Massa-Carrara - Il tavolo per l'ordine e la sicurezza pubblica a Massa Carrara ha tracciato le regole per garantire sicurezza alle serate estive. Chiusure all'1:30 e istituzione di vigilanza privata.
Movida, sicurezza e attività economiche: il territorio apuano prova a trovare un nuovo equilibrio in vista della stagione estiva. Il tema è stato al centro della riunione del Comitato Provinciale per l’Ordine e la Sicurezza Pubblica che si è svolta in Prefettura a Massa, presieduta dal prefetto Gaetano Cupello e alla presenza di sindaci, forze dell’ordine e rappresentanti delle associazioni di categoria.
L’incontro è servito a fare il punto sulle misure introdotte nelle ultime settimane dopo i gravi episodi che hanno interessato il territorio, tra cui l’omicidio di Giacomo Buongiorni a Massa. Misure che hanno portato al rafforzamento dei controlli, e a limitazioni sugli orari dei locali e sulla vendita di alcolici da asporto.
Proprio sul fronte degli orari arriva ora una novità. A seguito del confronto, il prefetto ha disposto una rimodulazione temporanea delle restrizioni: dal 12 giugno al 12 luglio i pubblici esercizi di Massa e Carrara potranno restare aperti fino all’1.30 di notte, con ulteriori trenta minuti per lo sgombero di tavoli e sedie dai dehors.

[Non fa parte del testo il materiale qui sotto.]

//! Logging infrastructure for the SDK.
//!
//! Centralized tracing setup so host applications (including GUI shells that
//! must keep stdout/stderr clean) can pick an output mode without wiring
//! tracing-subscriber themselves.

use tracing_subscriber::{fmt, EnvFilter, Registry};

/// Logging mode for different use cases
#[derive(Debug, Clone, Copy)]
pub enum LoggingMode {
    /// No output - for GUI/TUI hosts that own the terminal
    Silent,
    /// Compact stderr output for development
    Development,
    /// Verbose diagnostics with source locations
    Debug,
}

/// Logging configuration error
#[derive(Debug, thiserror::Error)]
pub enum LoggingError {
    #[error("Failed to initialize tracing subscriber: {0}")]
    TracingInit(String),
}

/// Initialize logging with the specified mode.
///
/// Call early in the application lifecycle, before any SDK operation that
/// might log.
///
/// # Environment Variables
///
/// - `WLED_LOG_LEVEL`: override log level (error, warn, info, debug, trace)
/// - `RUST_LOG`: standard tracing filter, used when `WLED_LOG_LEVEL` is unset
pub fn init_logging(mode: LoggingMode) -> Result<(), LoggingError> {
    use tracing_subscriber::{layer::SubscriberExt, util::SubscriberInitExt};

    match mode {
        LoggingMode::Silent => Ok(()),
        LoggingMode::Development => {
            let subscriber = Registry::default()
                .with(
                    fmt::layer()
                        .with_target(false)
                        .with_thread_ids(false)
                        .with_file(false)
                        .with_line_number(false)
                        .compact(),
                )
                .with(env_filter("info"));

            subscriber
                .try_init()
                .map_err(|e| LoggingError::TracingInit(e.to_string()))
        }
        LoggingMode::Debug => {
            let subscriber = Registry::default()
                .with(
                    fmt::layer()
                        .pretty()
                        .with_thread_ids(true)
                        .with_file(true)
                        .with_line_number(true),
                )
                .with(env_filter("debug"));

            subscriber
                .try_init()
                .map_err(|e| LoggingError::TracingInit(e.to_string()))
        }
    }
}

/// Initialize logging from the `WLED_LOG_MODE` environment variable.
///
/// Accepts "development" or "debug"; anything else (or unset) is Silent so
/// GUI hosts stay clean by default.
pub fn init_logging_from_env() -> Result<(), LoggingError> {
    let mode = match std::env::var("WLED_LOG_MODE").as_deref() {
        Ok("development") => LoggingMode::Development,
        Ok("debug") => LoggingMode::Debug,
        _ => LoggingMode::Silent,
    };

    init_logging(mode)
}

fn env_filter(default_level: &str) -> EnvFilter {
    if let Ok(level) = std::env::var("WLED_LOG_LEVEL") {
        EnvFilter::new(level)
    } else if let Ok(rust_log) = std::env::var("RUST_LOG") {
        EnvFilter::new(rust_log)
    } else {
        EnvFilter::new(default_level)
    }
}

/// Check if a tracing subscriber has already been installed
pub fn is_initialized() -> bool {
    tracing::dispatcher::has_been_set()
}
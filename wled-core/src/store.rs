//! Authoritative device store with change notification.
//!
//! The `DeviceStore` owns the canonical `DeviceRecord` for every known
//! controller plus the preset side-table. It is explicitly constructed and
//! passed by `Arc` to the scheduler and discovery service; there is no
//! global instance.
//!
//! Locking is per-device: both tables are dashmaps, so mutating one record
//! holds that entry exclusively without stalling work on other devices.
//! All operational-state mutation funnels through the request apply path
//! (`with_device_mut`) or the discovery upsert; the UI-facing surface is
//! limited to user-owned fields (name, hidden, skip tag) and reads.

use dashmap::mapref::entry::Entry;
use dashmap::DashMap;
use tokio::sync::broadcast;

use wled_discovery::DiscoveredDevice;

use crate::model::{DeviceId, DeviceRecord, Preset, PresetTable, UNDEFINED_PRESET};

/// A change in the store, broadcast to subscribers.
///
/// This is the explicit publish/subscribe surface UI layers observe instead
/// of binding to store internals.
#[derive(Debug, Clone)]
pub enum StoreChange {
    DeviceAdded { id: DeviceId },
    DeviceUpdated { id: DeviceId },
    DeviceRemoved { id: DeviceId },
    PresetsReplaced { id: DeviceId },
    PresetSelected { id: DeviceId, preset: i32 },
}

/// Authoritative collection of devices and their preset catalogs
pub struct DeviceStore {
    devices: DashMap<DeviceId, DeviceRecord>,
    presets: DashMap<DeviceId, PresetTable>,
    /// MAC → id index so discovery can match devices whose address moved
    mac_index: DashMap<String, DeviceId>,
    changes_tx: broadcast::Sender<StoreChange>,
}

impl DeviceStore {
    /// Create a new empty store
    pub fn new() -> Self {
        let (changes_tx, _) = broadcast::channel(256);
        Self {
            devices: DashMap::new(),
            presets: DashMap::new(),
            mac_index: DashMap::new(),
            changes_tx,
        }
    }

    // ========================================================================
    // Reading
    // ========================================================================

    /// Snapshot of one device record
    pub fn get(&self, id: &DeviceId) -> Option<DeviceRecord> {
        self.devices.get(id).map(|r| r.clone())
    }

    /// Snapshot of all device records
    pub fn devices(&self) -> Vec<DeviceRecord> {
        self.devices.iter().map(|r| r.clone()).collect()
    }

    /// Snapshot of all non-hidden device records
    pub fn visible_devices(&self) -> Vec<DeviceRecord> {
        self.devices
            .iter()
            .filter(|r| !r.is_hidden)
            .map(|r| r.clone())
            .collect()
    }

    /// Ids of all known devices
    pub fn device_ids(&self) -> Vec<DeviceId> {
        self.devices.iter().map(|r| r.id.clone()).collect()
    }

    /// Look up a device id by MAC address
    pub fn id_for_mac(&self, mac: &str) -> Option<DeviceId> {
        self.mac_index.get(mac).map(|r| r.clone())
    }

    pub fn len(&self) -> usize {
        self.devices.len()
    }

    pub fn is_empty(&self) -> bool {
        self.devices.is_empty()
    }

    /// Subscribe to store change events
    pub fn subscribe_changes(&self) -> broadcast::Receiver<StoreChange> {
        self.changes_tx.subscribe()
    }

    // ========================================================================
    // Adding and removing devices
    // ========================================================================

    /// Insert a record (manual add). Returns the device id.
    pub fn insert(&self, record: DeviceRecord) -> DeviceId {
        let id = record.id.clone();
        if let Some(mac) = &record.mac {
            self.mac_index.insert(mac.clone(), id.clone());
        }
        self.devices.insert(id.clone(), record);
        self.notify(StoreChange::DeviceAdded { id: id.clone() });
        id
    }

    /// Upsert a discovery result, keyed by MAC.
    ///
    /// A known MAC refreshes the existing record's address/name/version (the
    /// address may have moved via DHCP). An unknown MAC creates a new record,
    /// hidden by default and online (it just answered a probe). The MAC claim
    /// goes through the index entry guard, so overlapping scans converge on
    /// one record per MAC even when they race.
    pub fn upsert_discovered(&self, discovered: &DiscoveredDevice) -> DeviceId {
        loop {
            let existing = match self.mac_index.entry(discovered.mac.clone()) {
                Entry::Occupied(entry) => entry.get().clone(),
                Entry::Vacant(entry) => {
                    let mut record =
                        DeviceRecord::new(discovered.address.clone(), discovered.name.clone());
                    record.mac = Some(discovered.mac.clone());
                    record.is_hidden = true;
                    record.is_online = true;
                    record.version = discovered.version.clone();
                    let id = record.id.clone();

                    // The record must be in the device table before the
                    // index entry becomes readable; the entry guard holds
                    // the index shard until we return.
                    self.devices.insert(id.clone(), record);
                    entry.insert(id.clone());

                    tracing::info!(mac = %discovered.mac, address = %discovered.address, "discovered new device");
                    self.notify(StoreChange::DeviceAdded { id: id.clone() });
                    return id;
                }
            };

            let updated = self.with_device_mut(&existing, |device| {
                device.address = discovered.address.clone();
                device.name = discovered.name.clone();
                if discovered.version.is_some() {
                    device.version = discovered.version.clone();
                }
            });
            if updated.is_some() {
                tracing::debug!(device = %existing, mac = %discovered.mac, "discovery refreshed known device");
                return existing;
            }
            // Index pointed at a removed record; drop the stale mapping and
            // retry, unless another claim already replaced it
            self.mac_index
                .remove_if(&discovered.mac, |_, id| *id == existing);
        }
    }

    /// Remove a device and its preset catalog. Returns the removed record.
    pub fn remove(&self, id: &DeviceId) -> Option<DeviceRecord> {
        let (_, record) = self.devices.remove(id)?;
        if let Some(mac) = &record.mac {
            self.mac_index.remove(mac);
        }
        self.presets.remove(id);
        self.notify(StoreChange::DeviceRemoved { id: id.clone() });
        Some(record)
    }

    // ========================================================================
    // User-owned fields (the only direct writes the UI may perform)
    // ========================================================================

    pub fn set_name(&self, id: &DeviceId, name: impl Into<String>) -> bool {
        let name = name.into();
        self.with_device_mut(id, |device| device.name = name).is_some()
    }

    pub fn set_hidden(&self, id: &DeviceId, hidden: bool) -> bool {
        self.with_device_mut(id, |device| device.is_hidden = hidden)
            .is_some()
    }

    /// Record that the user wants to skip a specific release tag
    pub fn set_skip_update_tag(&self, id: &DeviceId, tag: Option<String>) -> bool {
        self.with_device_mut(id, |device| device.skip_update_tag = tag)
            .is_some()
    }

    // ========================================================================
    // Operational-state mutation (request apply / discovery only)
    // ========================================================================

    /// Mutate one device record under its exclusive entry guard.
    ///
    /// Returns `None` when the device is gone. Emits `DeviceUpdated`.
    pub(crate) fn with_device_mut<R>(
        &self,
        id: &DeviceId,
        f: impl FnOnce(&mut DeviceRecord) -> R,
    ) -> Option<R> {
        let result = {
            let mut entry = self.devices.get_mut(id)?;
            f(entry.value_mut())
        };
        self.notify(StoreChange::DeviceUpdated { id: id.clone() });
        Some(result)
    }

    /// Atomically claim the refresh slot for a device.
    ///
    /// Check-and-set under the entry's exclusive guard: of two racing
    /// claims, exactly one wins. Returns `false` when a refresh is already
    /// in flight or the device is unknown.
    pub(crate) fn try_begin_refresh(&self, id: &DeviceId) -> bool {
        let claimed = {
            let mut entry = match self.devices.get_mut(id) {
                Some(entry) => entry,
                None => return false,
            };
            if entry.is_refreshing {
                false
            } else {
                entry.is_refreshing = true;
                true
            }
        };
        if claimed {
            self.notify(StoreChange::DeviceUpdated { id: id.clone() });
        }
        claimed
    }

    /// Release the refresh slot once the device's queue has fully drained
    pub(crate) fn end_refresh(&self, id: &DeviceId) {
        let cleared = {
            match self.devices.get_mut(id) {
                Some(mut entry) => {
                    let was = entry.is_refreshing;
                    entry.is_refreshing = false;
                    was
                }
                None => false,
            }
        };
        if cleared {
            self.notify(StoreChange::DeviceUpdated { id: id.clone() });
        }
    }

    /// Mark a device offline after an unreachable transport result
    pub(crate) fn mark_offline(&self, id: &DeviceId) {
        self.with_device_mut(id, |device| device.is_online = false);
    }

    // ========================================================================
    // Preset side-table
    // ========================================================================

    /// Snapshot of a device's preset table
    pub fn presets(&self, id: &DeviceId) -> Option<PresetTable> {
        self.presets.get(id).map(|t| t.clone())
    }

    /// Currently selected preset, `UNDEFINED_PRESET` when nothing is selected
    pub fn selected_preset(&self, id: &DeviceId) -> i32 {
        self.presets
            .get(id)
            .map(|t| t.selected)
            .unwrap_or(UNDEFINED_PRESET)
    }

    /// Record the user's preset selection
    pub fn select_preset(&self, id: &DeviceId, preset: i32) {
        {
            let mut table = self.presets.entry(id.clone()).or_default();
            table.selected = preset;
        }
        self.notify(StoreChange::PresetSelected {
            id: id.clone(),
            preset,
        });
    }

    /// Replace a device's preset catalog wholesale.
    ///
    /// The selection survives the replacement unless the selected id is no
    /// longer in the catalog, in which case it resets to `UNDEFINED_PRESET`.
    pub(crate) fn replace_presets(&self, id: &DeviceId, presets: Vec<Preset>) {
        {
            let mut table = self.presets.entry(id.clone()).or_default();
            table.presets = presets;
            if table.selected != UNDEFINED_PRESET && !table.contains(table.selected) {
                tracing::debug!(device = %id, preset = table.selected, "selected preset vanished from catalog");
                table.selected = UNDEFINED_PRESET;
            }
        }
        self.notify(StoreChange::PresetsReplaced { id: id.clone() });
    }

    fn notify(&self, change: StoreChange) {
        // Nobody listening is fine
        let _ = self.changes_tx.send(change);
    }
}

impl Default for DeviceStore {
    fn default() -> Self {
        Self::new()
    }
}
use thiserror::Error;

use wled_api::TransportError;

use crate::model::DeviceId;

/// Errors from applying a decoded wire response to device state.
///
/// No apply error is fatal: the request is dropped, the device keeps its
/// prior online/offline state, and the rest of the queue still runs.
#[derive(Error, Debug)]
pub enum ApplyError {
    /// Response decoded as JSON but not as the expected document shape
    #[error("Failed to decode response body: {0}")]
    Decode(#[from] serde_json::Error),

    /// Device was removed from the store while the request was in flight
    #[error("Device {0} is no longer in the store")]
    DeviceRemoved(DeviceId),
}

/// Errors surfaced by the coordination core's public operations
#[derive(Error, Debug)]
pub enum CoreError {
    #[error(transparent)]
    Apply(#[from] ApplyError),

    #[error(transparent)]
    Transport(#[from] TransportError),

    /// The address answered, but not as a WLED controller
    #[error("No WLED controller answered at {0}")]
    NotWled(String),

    /// The blocking discovery task panicked or was cancelled
    #[error("Discovery task failed: {0}")]
    DiscoveryTask(String),
}

/// Result type for core operations
pub type Result<T> = std::result::Result<T, CoreError>;
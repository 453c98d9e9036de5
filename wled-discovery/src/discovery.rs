//! Core discovery logic and iterator implementation.
//!
//! The discovery algorithm:
//! 1. Sends an mDNS PTR query for `_wled._tcp.local`
//! 2. Collects and deduplicates mDNS responses
//! 3. Probes each candidate's `/json/info` over HTTP
//! 4. Yields validated controllers as events

use std::collections::HashSet;
use std::time::Duration;

use crate::error::Result;
use crate::mdns::{MdnsClient, MdnsResponse, WLED_SERVICE};
use crate::probe::probe_controller;
use crate::DeviceEvent;

/// Iterator that discovers WLED controllers on the local network.
///
/// Yields `DeviceEvent::Found` for each controller that answers the mDNS
/// query and passes HTTP validation. Duplicate responders and non-WLED
/// devices are filtered out automatically.
///
/// # Examples
///
/// ```no_run
/// use wled_discovery::{get_iter, DeviceEvent};
///
/// for event in get_iter() {
///     match event {
///         DeviceEvent::Found(device) => {
///             println!("Found: {} at {}", device.name, device.address);
///         }
///     }
/// }
/// ```
pub struct DiscoveryIterator {
    mdns_client: Option<MdnsClient>,
    response_buffer: Vec<MdnsResponse>,
    buffer_index: usize,
    seen_addresses: HashSet<String>,
    http_client: reqwest::blocking::Client,
    finished: bool,
}

impl DiscoveryIterator {
    /// Create a new discovery iterator with the specified timeout
    pub fn new(timeout: Duration) -> Result<Self> {
        let mdns_client = MdnsClient::new(timeout)?;
        let http_client = reqwest::blocking::Client::builder()
            .timeout(timeout)
            .build()
            .map_err(|e| {
                crate::error::DiscoveryError::NetworkError(format!(
                    "Failed to create HTTP client: {}",
                    e
                ))
            })?;

        Ok(Self {
            mdns_client: Some(mdns_client),
            response_buffer: Vec::new(),
            buffer_index: 0,
            seen_addresses: HashSet::new(),
            http_client,
            finished: false,
        })
    }

    /// Create an empty iterator that yields no results.
    /// Used as a fallback when initialization fails.
    pub(crate) fn empty() -> Self {
        let http_client = reqwest::blocking::Client::new();
        Self {
            mdns_client: None,
            response_buffer: Vec::new(),
            buffer_index: 0,
            seen_addresses: HashSet::new(),
            http_client,
            finished: true,
        }
    }

    /// Run the mDNS query and buffer every response until the socket times out
    fn fill_buffer(&mut self) {
        if let Some(client) = self.mdns_client.take() {
            match client.query(WLED_SERVICE) {
                Ok(iter) => {
                    for result in iter {
                        if let Ok(response) = result {
                            self.response_buffer.push(response);
                        }
                    }
                }
                Err(_) => {
                    // Query failed to send; nothing to buffer
                }
            }
            self.finished = true;
        }
    }
}

impl Iterator for DiscoveryIterator {
    type Item = DeviceEvent;

    fn next(&mut self) -> Option<Self::Item> {
        if self.mdns_client.is_some() {
            self.fill_buffer();
        }

        loop {
            if self.buffer_index >= self.response_buffer.len() {
                return None;
            }

            let response = &self.response_buffer[self.buffer_index];
            self.buffer_index += 1;

            let address = response.address();

            // Deduplicate by address
            if self.seen_addresses.contains(&address) {
                continue;
            }
            self.seen_addresses.insert(address.clone());

            // Validate over HTTP; skip candidates that fail or aren't WLED
            let device = match probe_controller(&self.http_client, &address) {
                Ok(device) => device,
                Err(_) => continue,
            };

            return Some(DeviceEvent::Found(device));
        }
    }
}

impl Drop for DiscoveryIterator {
    fn drop(&mut self) {
        // Drop the mDNS client explicitly so the UDP socket is released
        // even when the iterator is abandoned early
        if let Some(client) = self.mdns_client.take() {
            drop(client);
        }
    }
}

Nel corso dell’incontro è stata inoltre accolta positivamente l’introduzione degli addetti alla civile convivenza.
E proprio su questo fronte Carrara è già partita. Gli street tutor non avranno funzioni di polizia, ma compiti di prevenzione, mediazione e segnalazione di eventuali criticità.
Per istituzioni, forze dell’ordine e categorie economiche si apre così una nuova fase: mantenere alta l’attenzione sulla sicurezza, cercando allo stesso tempo di accompagnare un graduale ritorno alla normalità per la vita notturna e per le attività del territorio.